Fr. Tom Bartolomeo
Christmas reflections
By Fr. Tom Bartolomeo
December 25, 2015

Christmas begins and ends on Easter with the Resurrection of the Son of Man from death fulfilling Jesus' purpose being born man. While many in the world celebrate Christmas for lesser values – time for family, exchange of gifts and good cheer – Jesus' birth set him on a journey confronting death, rising from the dead and gloriously transforming himself from our adopted mortality into his immortality. Jesus earned our passage to eternal life because he and his Father created man in God's own image. But fallen from grace we were then offered a pathway back to innocence following Jesus' way who said, "I am the way, the truth and the life," back to God's good graces, and "If anyone wishes to come after me, he must deny himself and take up his cross daily and follow me," John 14:6, Luke 9:23 . And so the Christmas story waits for us in this hymn sung in the early church:
    "Praised be the God and Father of our Lord Jesus Christ, who has bestowed on us in Christ every spiritual blessing in the heavens.

    God chose us in him before the world began to be holy and blameless in his sight.

    He predestined us to be his adopted sons through Jesus Christ, such was his will and pleasure, that all might praise the glorious favor he has bestowed on us in his beloved.

    In him and through his blood, we have been redeemed, and our sins forgiven, so immeasurably generous is God's favor to us.

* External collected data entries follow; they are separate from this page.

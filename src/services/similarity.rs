use crate::{
    error::{AppError, AppResult},
    models::{Item, ItemIdentity},
};

/// Square matrix of similarity scores, stored row-major
///
/// `score(i, j)` is the similarity of movie `i` to movie `j`. Symmetry is not
/// assumed.
#[derive(Debug, Clone, PartialEq)]
pub struct SimilarityMatrix {
    size: usize,
    scores: Vec<f32>,
}

impl SimilarityMatrix {
    /// Builds a matrix from nested rows, rejecting ragged or non-finite input
    pub fn from_rows(rows: Vec<Vec<f32>>) -> AppResult<Self> {
        let size = rows.len();
        let mut scores = Vec::with_capacity(size * size);

        for (i, row) in rows.into_iter().enumerate() {
            if row.len() != size {
                return Err(AppError::DataIntegrity(format!(
                    "Similarity row {} has {} columns, expected {}",
                    i,
                    row.len(),
                    size
                )));
            }
            if let Some(j) = row.iter().position(|score| !score.is_finite()) {
                return Err(AppError::DataIntegrity(format!(
                    "Non-finite similarity score at [{}][{}]",
                    i, j
                )));
            }
            scores.extend(row);
        }

        Ok(Self { size, scores })
    }

    /// Number of rows (and columns)
    pub fn size(&self) -> usize {
        self.size
    }

    pub fn row(&self, i: usize) -> &[f32] {
        &self.scores[i * self.size..(i + 1) * self.size]
    }

    pub fn score(&self, i: usize, j: usize) -> f32 {
        self.scores[i * self.size + j]
    }
}

/// Immutable catalog plus the primary and secondary similarity matrices
///
/// Read-only after construction, so a single instance is shared across all
/// sessions behind an `Arc` without locking.
#[derive(Debug)]
pub struct SimilarityStore {
    items: Vec<Item>,
    primary: SimilarityMatrix,
    secondary: SimilarityMatrix,
}

impl SimilarityStore {
    /// Creates the store, failing fast when the catalog and matrices disagree
    pub fn new(
        items: Vec<Item>,
        primary: SimilarityMatrix,
        secondary: SimilarityMatrix,
    ) -> AppResult<Self> {
        let n = items.len();
        if primary.size() != n || secondary.size() != n {
            return Err(AppError::DataIntegrity(format!(
                "Catalog has {} movies but primary matrix is {}x{} and secondary matrix is {}x{}",
                n,
                primary.size(),
                primary.size(),
                secondary.size(),
                secondary.size()
            )));
        }

        if let Some((pos, item)) = items
            .iter()
            .enumerate()
            .find(|(pos, item)| item.index != *pos)
        {
            return Err(AppError::DataIntegrity(format!(
                "Movie {} has index {} but sits at catalog position {}",
                item.id, item.index, pos
            )));
        }

        tracing::info!(movies = n, "Similarity store ready");

        Ok(Self {
            items,
            primary,
            secondary,
        })
    }

    pub fn len(&self) -> usize {
        self.items.len()
    }

    pub fn is_empty(&self) -> bool {
        self.items.is_empty()
    }

    pub fn items(&self) -> &[Item] {
        &self.items
    }

    pub fn item(&self, index: usize) -> AppResult<&Item> {
        self.items
            .get(index)
            .ok_or_else(|| AppError::NotFound(format!("No movie at index {}", index)))
    }

    /// Maps a movie identity to its matrix index
    ///
    /// Titles are matched exactly; when several movies share a title the first
    /// one in catalog order wins.
    pub fn resolve_index(&self, identity: &ItemIdentity) -> AppResult<usize> {
        let found = match identity {
            ItemIdentity::Title(title) => self.items.iter().find(|item| &item.title == title),
            ItemIdentity::Id(id) => self.items.iter().find(|item| item.id == *id),
        };

        found
            .map(|item| item.index)
            .ok_or_else(|| AppError::NotFound(format!("Movie with {} is not in the catalog", identity)))
    }

    /// Returns the `k` movies with the highest primary score against `index`
    ///
    /// The query movie itself is never returned. Equal scores keep matrix row
    /// order.
    pub fn top_k_by_primary(&self, index: usize, k: usize) -> AppResult<Vec<usize>> {
        self.item(index)?;

        let mut scored: Vec<(usize, f32)> = self
            .primary
            .row(index)
            .iter()
            .copied()
            .enumerate()
            .filter(|(candidate, _)| *candidate != index)
            .collect();

        // sort_by is stable, so ties stay in row order
        scored.sort_by(|a, b| b.1.total_cmp(&a.1));

        Ok(scored
            .into_iter()
            .take(k)
            .map(|(candidate, _)| candidate)
            .collect())
    }

    /// Reorders `candidates` by `secondary[base][candidate]`, highest first
    pub fn rerank_by_secondary(&self, base: usize, candidates: &[usize]) -> AppResult<Vec<usize>> {
        self.item(base)?;
        if let Some(&bad) = candidates.iter().find(|&&c| c >= self.len()) {
            return Err(AppError::NotFound(format!("No movie at index {}", bad)));
        }

        let row = self.secondary.row(base);
        let mut reranked = candidates.to_vec();
        reranked.sort_by(|&a, &b| row[b].total_cmp(&row[a]));

        Ok(reranked)
    }
}

#[cfg(test)]
mod tests {
    use super::*;

    fn catalog(n: usize) -> Vec<Item> {
        (0..n)
            .map(|i| Item::new(100 + i as i64, format!("Movie {}", i), i))
            .collect()
    }

    fn matrix(rows: Vec<Vec<f32>>) -> SimilarityMatrix {
        SimilarityMatrix::from_rows(rows).unwrap()
    }

    fn store_3x3() -> SimilarityStore {
        let primary = matrix(vec![
            vec![1.0, 0.2, 0.8],
            vec![0.2, 1.0, 0.5],
            vec![0.8, 0.5, 1.0],
        ]);
        let secondary = matrix(vec![
            vec![1.0, 0.9, 0.1],
            vec![0.9, 1.0, 0.3],
            vec![0.1, 0.3, 1.0],
        ]);
        SimilarityStore::new(catalog(3), primary, secondary).unwrap()
    }

    #[test]
    fn test_from_rows_rejects_ragged() {
        let result = SimilarityMatrix::from_rows(vec![vec![1.0, 0.5], vec![0.5]]);
        assert!(matches!(result, Err(AppError::DataIntegrity(_))));
    }

    #[test]
    fn test_from_rows_rejects_nan() {
        let result = SimilarityMatrix::from_rows(vec![vec![1.0, f32::NAN], vec![0.5, 1.0]]);
        assert!(matches!(result, Err(AppError::DataIntegrity(_))));
    }

    #[test]
    fn test_new_rejects_dimension_mismatch() {
        let primary = matrix(vec![vec![1.0, 0.5], vec![0.5, 1.0]]);
        let secondary = primary.clone();
        let result = SimilarityStore::new(catalog(3), primary, secondary);
        assert!(matches!(result, Err(AppError::DataIntegrity(_))));
    }

    #[test]
    fn test_new_rejects_secondary_mismatch() {
        let primary = matrix(vec![vec![1.0, 0.5], vec![0.5, 1.0]]);
        let secondary = matrix(vec![vec![1.0]]);
        let result = SimilarityStore::new(catalog(2), primary, secondary);
        assert!(matches!(result, Err(AppError::DataIntegrity(_))));
    }

    #[test]
    fn test_new_rejects_misplaced_index() {
        let mut items = catalog(2);
        items[1].index = 5;
        let m = matrix(vec![vec![1.0, 0.5], vec![0.5, 1.0]]);
        let result = SimilarityStore::new(items, m.clone(), m);
        assert!(matches!(result, Err(AppError::DataIntegrity(_))));
    }

    #[test]
    fn test_resolve_index_by_title_and_id() {
        let store = store_3x3();
        assert_eq!(
            store
                .resolve_index(&ItemIdentity::Title("Movie 2".to_string()))
                .unwrap(),
            2
        );
        assert_eq!(store.resolve_index(&ItemIdentity::Id(101)).unwrap(), 1);
    }

    #[test]
    fn test_resolve_index_duplicate_title_takes_first() {
        let mut items = catalog(3);
        items[2].title = "Movie 1".to_string();
        let m = matrix(vec![vec![0.0; 3], vec![0.0; 3], vec![0.0; 3]]);
        let store = SimilarityStore::new(items, m.clone(), m).unwrap();

        assert_eq!(
            store
                .resolve_index(&ItemIdentity::Title("Movie 1".to_string()))
                .unwrap(),
            1
        );
    }

    #[test]
    fn test_resolve_index_not_found() {
        let store = store_3x3();
        let result = store.resolve_index(&ItemIdentity::Title("movie 1".to_string()));
        assert!(matches!(result, Err(AppError::NotFound(_))));
        assert!(matches!(
            store.resolve_index(&ItemIdentity::Id(999)),
            Err(AppError::NotFound(_))
        ));
    }

    #[test]
    fn test_top_k_by_primary_excludes_self() {
        let store = store_3x3();
        assert_eq!(store.top_k_by_primary(0, 25).unwrap(), vec![2, 1]);
        assert_eq!(store.top_k_by_primary(1, 25).unwrap(), vec![2, 0]);
    }

    #[test]
    fn test_top_k_by_primary_truncates() {
        let store = store_3x3();
        assert_eq!(store.top_k_by_primary(0, 1).unwrap(), vec![2]);
        assert!(store.top_k_by_primary(0, 0).unwrap().is_empty());
    }

    #[test]
    fn test_top_k_by_primary_excludes_self_even_when_not_highest() {
        let primary = matrix(vec![
            vec![0.1, 0.9, 0.5],
            vec![0.9, 1.0, 0.5],
            vec![0.5, 0.5, 1.0],
        ]);
        let store = SimilarityStore::new(catalog(3), primary.clone(), primary).unwrap();
        assert_eq!(store.top_k_by_primary(0, 25).unwrap(), vec![1, 2]);
    }

    #[test]
    fn test_top_k_by_primary_ties_keep_row_order() {
        let primary = matrix(vec![
            vec![1.0, 0.5, 0.5, 0.5],
            vec![0.5, 1.0, 0.5, 0.5],
            vec![0.5, 0.5, 1.0, 0.5],
            vec![0.5, 0.5, 0.5, 1.0],
        ]);
        let store = SimilarityStore::new(catalog(4), primary.clone(), primary).unwrap();
        assert_eq!(store.top_k_by_primary(2, 25).unwrap(), vec![0, 1, 3]);
    }

    #[test]
    fn test_top_k_by_primary_out_of_range() {
        let store = store_3x3();
        assert!(matches!(
            store.top_k_by_primary(3, 5),
            Err(AppError::NotFound(_))
        ));
    }

    #[test]
    fn test_rerank_by_secondary() {
        let store = store_3x3();
        // secondary row 0: movie 1 scores 0.9, movie 2 scores 0.1
        assert_eq!(store.rerank_by_secondary(0, &[2, 1]).unwrap(), vec![1, 2]);
    }

    #[test]
    fn test_rerank_by_secondary_ties_are_stable() {
        let primary = matrix(vec![vec![0.0; 4], vec![0.0; 4], vec![0.0; 4], vec![0.0; 4]]);
        let secondary = primary.clone();
        let store = SimilarityStore::new(catalog(4), primary, secondary).unwrap();
        assert_eq!(
            store.rerank_by_secondary(0, &[3, 1, 2]).unwrap(),
            vec![3, 1, 2]
        );
    }

    #[test]
    fn test_rerank_by_secondary_rejects_unknown_candidate() {
        let store = store_3x3();
        assert!(matches!(
            store.rerank_by_secondary(0, &[1, 7]),
            Err(AppError::NotFound(_))
        ));
    }
}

    God has given us the wisdom to understand fully the mystery, the plan he was pleased to decree in Christ.

    A plan to be carried out in Christ, in the fulness of time,

    to bring all things into one in him, in the heavens and on earth," Ephesians 1:3-10.

Humble and Good

"I'm good." Many if not all of us have said one time or the other, "I'm good" when asked, "How are you" or "Can I help."

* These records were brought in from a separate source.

pub mod cache;

mod macros;

pub use cache::{create_redis_client, Cache, CacheKey, CacheWriterHandle, WriterStats};
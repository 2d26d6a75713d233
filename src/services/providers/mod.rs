//! Poster lookup abstraction
//!
//! Posters come from an external service that can fail transiently. The
//! gateway owns its retry policy and always answers: a lookup that cannot be
//! completed degrades to a placeholder instead of an error, so one bad movie
//! never fails a whole page.
use crate::models::Poster;

pub mod tmdb;

/// Shown when the movie exists upstream but has no poster
pub const NO_IMAGE_PLACEHOLDER: &str = "https://via.placeholder.com/500x750?text=No+Image";

/// Shown when every lookup attempt failed
pub const CONNECTION_ERROR_PLACEHOLDER: &str =
    "https://via.placeholder.com/500x750?text=Connection+Error";

/// Trait for poster providers
#[cfg_attr(test, mockall::automock)]
#[async_trait::async_trait]
pub trait PosterGateway: Send + Sync {
    /// Fetch the poster for one movie
    async fn fetch_poster(&self, movie_id: i64) -> Poster;

    /// Fetch posters for several movies in parallel
    ///
    /// Results keep the order of `movie_ids`. Providers can override for bulk
    /// endpoints if available.
    async fn fetch_posters(&self, movie_ids: &[i64]) -> Vec<Poster> {
        let mut tasks = Vec::new();

        for &movie_id in movie_ids {
            let provider = self.clone_for_task();
            let task = tokio::spawn(async move { provider.fetch_poster(movie_id).await });
            tasks.push((movie_id, task));
        }

        let mut posters = Vec::with_capacity(tasks.len());
        let mut failures = 0;

        for (movie_id, task) in tasks {
            match task.await {
                Ok(poster) => {
                    if poster.placeholder {
                        failures += 1;
                    }
                    posters.push(poster);
                }
                Err(e) => {
                    tracing::error!(error = %e, movie_id, "Poster task join error");
                    failures += 1;
                    posters.push(Poster::placeholder(movie_id, CONNECTION_ERROR_PLACEHOLDER));
                }
            }
        }

        if failures > 0 {
            tracing::debug!(
                success_count = posters.len() - failures,
                placeholder_count = failures,
                provider = self.name(),
                "Some posters fell back to placeholders"
            );
        }

        posters
    }

    /// Clone provider for parallel task execution
    ///
    /// Required because providers need to be moved into tokio tasks.
    fn clone_for_task(&self) -> Box<dyn PosterGateway>;

    /// Provider name for logging and debugging
    fn name(&self) -> &'static str;
}

/// Gateway that never calls out and always returns the "No Image" placeholder
///
/// Used when no poster API key is configured.
#[derive(Debug, Clone, Default)]
pub struct PlaceholderPosterGateway;

#[async_trait::async_trait]
impl PosterGateway for PlaceholderPosterGateway {
    async fn fetch_poster(&self, movie_id: i64) -> Poster {
        Poster::placeholder(movie_id, NO_IMAGE_PLACEHOLDER)
    }

    fn clone_for_task(&self) -> Box<dyn PosterGateway> {
        Box::new(self.clone())
    }

    fn name(&self) -> &'static str {
        "placeholder"
    }
}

Many if not most people are intent on being good but the word signifies more than what we say. I think of the passage in the Gospel when a young man approaches Jesus and asks, "Good master, what must I do to gain eternal life?", and then to our surprise Jesus asks in return, "Why do you call me good? No one is good but God alone," and Jesus continues to recite the commandments and advise the young man that he lacked one thing, his attachment to wealth which he should give to the poor and then follow him.

( Mark 10: 17-18 ).

Notice in the story how Jesus walks-back being called good himself not that he was not good but that his goodness, he knew, originates with God as with all of us and everything else, to tell the truth. Saint Paul made this clear when he asked his followers, "Name anything you have which you have not received" which truly is everything, life, talent, relationships and everything we think we call our own which depends on others. ( 1 Corinthians 4:7 ). We know, too, that our Blessed Mother knew that all that she had was a gift from God and although honored with being the Mother of Jesus she did not attribute her privileged relationship with Jesus due to her own merits but declared to her cousin, Elizabeth, and no one else, that her "soul proclaims the greatness of the Lord," not herself, and that her "spirit rejoices in God my Savior," not her son, but her Savior, and finally, "for he has looked with favor on his lowly servant," yes, his "lowly" servant.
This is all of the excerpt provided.